Engels’in Avrupa’da köylü savaşlarını ele aldığı zamandan 300 yıl geriye gidelim. Konya Selçuklu Sultanlığı, kendi feodal düzenin ideolojisini, yine bu feodal koşulların yaratımı olan İslam öğretisi, İslam anlayışı üzerine temellendirmişti. Selçuklu, kendi meşruluğunu bu İslami anlayışın oluşturduğu dinsel ideoloji temeli üzerine kurmuştu (Aynı zamanda Selçuklular, Bağdat’taki Halifeliğin de koruyucusuydu).
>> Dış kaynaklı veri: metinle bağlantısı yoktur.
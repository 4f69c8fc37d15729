use std::collections::BTreeMap;
use std::fmt;

use serde::{Deserialize, Serialize};

use crate::core::Result;
use crate::object::ObjectRef;

/// Name-keyed mapping of values. Ordering is by key, so two maps with the
/// same entries compare equal regardless of insertion order.
pub type ValueMap = BTreeMap<String, Value>;

/// Dynamically typed value used for parameters, tags, configs and fitted state.
#[derive(Debug, Clone, Serialize, Deserialize)]
pub enum Value {
    Null,
    Bool(bool),
    Int(i64),
    Float(#[serde(with = "float_repr")] f64),
    Text(String),
    List(Vec<Value>),
    Map(ValueMap),
    Object(ObjectRef),
}

impl Value {
    pub fn type_name(&self) -> &'static str {
        match self {
            Self::Null => "NULL",
            Self::Bool(_) => "BOOL",
            Self::Int(_) => "INT",
            Self::Float(_) => "FLOAT",
            Self::Text(_) => "TEXT",
            Self::List(_) => "LIST",
            Self::Map(_) => "MAP",
            Self::Object(_) => "OBJECT",
        }
    }

    pub fn is_null(&self) -> bool {
        matches!(self, Self::Null)
    }

    pub fn as_bool(&self) -> Option<bool> {
        match self {
            Self::Bool(b) => Some(*b),
            _ => None,
        }
    }

    pub fn as_i64(&self) -> Option<i64> {
        match self {
            Self::Int(i) => Some(*i),
            _ => None,
        }
    }

    /// Integers coerce to floats; nothing else does.
    pub fn as_f64(&self) -> Option<f64> {
        match self {
            Self::Float(f) => Some(*f),
            Self::Int(i) => Some(*i as f64),
            _ => None,
        }
    }

    pub fn as_str(&self) -> Option<&str> {
        match self {
            Self::Text(s) => Some(s),
            _ => None,
        }
    }

    pub fn as_list(&self) -> Option<&[Value]> {
        match self {
            Self::List(items) => Some(items),
            _ => None,
        }
    }

    pub fn as_map(&self) -> Option<&ValueMap> {
        match self {
            Self::Map(map) => Some(map),
            _ => None,
        }
    }

    pub fn as_object(&self) -> Option<&ObjectRef> {
        match self {
            Self::Object(obj) => Some(obj),
            _ => None,
        }
    }

    /// Recursively copies the value. Nested objects are cloned through the
    /// object clone protocol, so the copy shares no object with `self`.
    pub fn deep_clone(&self) -> Result<Value> {
        Ok(match self {
            Self::List(items) => Self::List(
                items
                    .iter()
                    .map(Value::deep_clone)
                    .collect::<Result<Vec<_>>>()?,
            ),
            Self::Map(map) => Self::Map(deep_clone_map(map)?),
            Self::Object(obj) => Self::Object(obj.deep_clone()?),
            other => other.clone(),
        })
    }
}

/// Deep copy of every value in a map.
pub fn deep_clone_map(map: &ValueMap) -> Result<ValueMap> {
    map.iter()
        .map(|(k, v)| Ok((k.clone(), v.deep_clone()?)))
        .collect()
}

impl PartialEq for Value {
    fn eq(&self, other: &Self) -> bool {
        match (self, other) {
            (Self::Null, Self::Null) => true,
            (Self::Bool(a), Self::Bool(b)) => a == b,
            (Self::Int(a), Self::Int(b)) => a == b,
            // NaN equals NaN for structural comparison
            (Self::Float(a), Self::Float(b)) => a == b || (a.is_nan() && b.is_nan()),
            (Self::Text(a), Self::Text(b)) => a == b,
            (Self::List(a), Self::List(b)) => a == b,
            (Self::Map(a), Self::Map(b)) => a == b,
            (Self::Object(a), Self::Object(b)) => a == b,
            _ => false,
        }
    }
}

impl fmt::Display for Value {
    fn fmt(&self, f: &mut fmt::Formatter<'_>) -> fmt::Result {
        match self {
            Self::Null => write!(f, "null"),
            Self::Bool(b) => write!(f, "{b}"),
            Self::Int(i) => write!(f, "{i}"),
            Self::Float(x) => write!(f, "{x}"),
            Self::Text(s) => write!(f, "'{s}'"),
            Self::List(items) => {
                write!(f, "[")?;
                for (i, item) in items.iter().enumerate() {
                    if i > 0 {
                        write!(f, ", ")?;
                    }
                    write!(f, "{item}")?;
                }
                write!(f, "]")
            }
            Self::Map(map) => {
                write!(f, "{{")?;
                for (i, (k, v)) in map.iter().enumerate() {
                    if i > 0 {
                        write!(f, ", ")?;
                    }
                    write!(f, "'{k}': {v}")?;
                }
                write!(f, "}}")
            }
            Self::Object(obj) => write!(f, "{obj}"),
        }
    }
}

impl From<bool> for Value {
    fn from(v: bool) -> Self {
        Self::Bool(v)
    }
}

impl From<i32> for Value {
    fn from(v: i32) -> Self {
        Self::Int(v as i64)
    }
}

impl From<i64> for Value {
    fn from(v: i64) -> Self {
        Self::Int(v)
    }
}

impl From<u32> for Value {
    fn from(v: u32) -> Self {
        Self::Int(v as i64)
    }
}

impl From<f32> for Value {
    fn from(v: f32) -> Self {
        Self::Float(v as f64)
    }
}

impl From<f64> for Value {
    fn from(v: f64) -> Self {
        Self::Float(v)
    }
}

impl From<&str> for Value {
    fn from(v: &str) -> Self {
        Self::Text(v.to_string())
    }
}

impl From<String> for Value {
    fn from(v: String) -> Self {
        Self::Text(v)
    }
}

impl From<ObjectRef> for Value {
    fn from(v: ObjectRef) -> Self {
        Self::Object(v)
    }
}

impl From<ValueMap> for Value {
    fn from(v: ValueMap) -> Self {
        Self::Map(v)
    }
}

impl<T: Into<Value>> From<Vec<T>> for Value {
    fn from(v: Vec<T>) -> Self {
        Self::List(v.into_iter().map(Into::into).collect())
    }
}

impl<T: Into<Value>> From<Option<T>> for Value {
    fn from(v: Option<T>) -> Self {
        v.map_or(Self::Null, Into::into)
    }
}

/// Builds a [`ValueMap`] from `"name" => value` pairs.
///
/// ```
/// use estibase::{values, Value};
///
/// let params = values! { "alpha" => 0.5, "name" => "ridge" };
/// assert_eq!(params["alpha"], Value::Float(0.5));
/// ```
#[macro_export]
macro_rules! values {
    () => {
        $crate::ValueMap::new()
    };
    ($($key:expr => $value:expr),+ $(,)?) => {{
        let mut map = $crate::ValueMap::new();
        $(
            map.insert(::std::string::String::from($key), $crate::Value::from($value));
        )+
        map
    }};
}

/// Floats as plain `f64`, except that text formats such as JSON carry
/// non-finite values as the strings `"NaN"`, `"inf"` and `"-inf"`.
mod float_repr {
    use std::fmt;

    use serde::de::{self, Visitor};
    use serde::{Deserializer, Serializer};

    pub fn serialize<S: Serializer>(value: &f64, serializer: S) -> Result<S::Ok, S::Error> {
        if value.is_finite() || !serializer.is_human_readable() {
            return serializer.serialize_f64(*value);
        }
        let name = if value.is_nan() {
            "NaN"
        } else if *value > 0.0 {
            "inf"
        } else {
            "-inf"
        };
        serializer.serialize_str(name)
    }

    pub fn deserialize<'de, D: Deserializer<'de>>(deserializer: D) -> Result<f64, D::Error> {
        if deserializer.is_human_readable() {
            deserializer.deserialize_any(FloatVisitor)
        } else {
            deserializer.deserialize_f64(FloatVisitor)
        }
    }

    struct FloatVisitor;

    impl Visitor<'_> for FloatVisitor {
        type Value = f64;

        fn expecting(&self, f: &mut fmt::Formatter<'_>) -> fmt::Result {
            f.write_str("a float or one of \"NaN\", \"inf\", \"-inf\"")
        }

        fn visit_f64<E: de::Error>(self, v: f64) -> Result<f64, E> {
            Ok(v)
        }

        fn visit_i64<E: de::Error>(self, v: i64) -> Result<f64, E> {
            Ok(v as f64)
        }

        fn visit_u64<E: de::Error>(self, v: u64) -> Result<f64, E> {
            Ok(v as f64)
        }

        fn visit_str<E: de::Error>(self, v: &str) -> Result<f64, E> {
            match v {
                "NaN" => Ok(f64::NAN),
                "inf" => Ok(f64::INFINITY),
                "-inf" => Ok(f64::NEG_INFINITY),
                other => Err(E::invalid_value(de::Unexpected::Str(other), &self)),
            }
        }
    }
}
Dolayısıyla Selçuklu düzenine yöneltilecek bir saldırı, aynı zamanda İslamiyet’e yöneltilecek bir saldırı anlamını taşıyacaktı. Babailerin İslamiyet’in dışında farklı bir ideolojik donanıma sahip olmadan Selçuklu düzenini yıkarak kendi düzenlerini kurmaları düşünülemezdi. İşte, Babailerin bu ideolojik donanımına, dönemin Sultanı, onun tüm devlet ricali ve ulema tayfası koro halinde “sapkın, sapık, rafızi, mülhit, v.b.” gibi tabirlerle saldırmaktaydılar. Babailerin bu ideolojik donanımı, Anadolu’nun ezilen, sömürülen köylü, göçebe ve kentlerin küçük zanaatçı ve esnaf sınıf ve katmanlarının ideolojik donanımıydı. Ve bu toplum kendilerine yeni bir “peygamber” de yaratarak Selçuklu düzenine başkaldırmışlardı. İslami dinsel ideolojinin temelinde yükselen feodal sultanlık, kendi karşıt ideolojisini de yaratmıştı; İslam’ın bu ideolojik karşıtlığı, ‘Alevilik’ olarak kendini adlandıracaktı.

 

Ali-Alevilik ve Yaratılan Algılar:

Alevi kimliğinin sosyolojik, bilimsel gerçekliği ile geleneksel algısı pek örtüşmez. Geleneksel algı içinde, Alevilik, Ali ve Ehli-beyt  yolu ve sevgisi olarak düşünülür. Alevi inancındaki tüm ritüeller Ali ile ilişkilendirilir. Burada Ali, Aleviliğin temel kurucu öğesidir, mürşidi, piridir. Bunun yanı sıra Alevi dedeleri kendilerinin ve Hacı Bektaş Veli’nin soy şeceresini Ali soyuna dayandırırlar. Aleviliğin Anadolu dışında Ali soyu olarak kullanıldığını da burada belirtelim. Alevi kimliğini Ali ile bağdaştırma düşüncesi, doğal olarak Aleviliği İslami inanç kulvarına sürüklemektedir. Burada sorulması gereken soru şu: Alevilerin Ali ve Ehli-beyt inancını ne zaman benimsedikleri ve bu inancın kendi düşünceleriyle nasıl bağdaştırıldığı ya da algılandığı sorusudur.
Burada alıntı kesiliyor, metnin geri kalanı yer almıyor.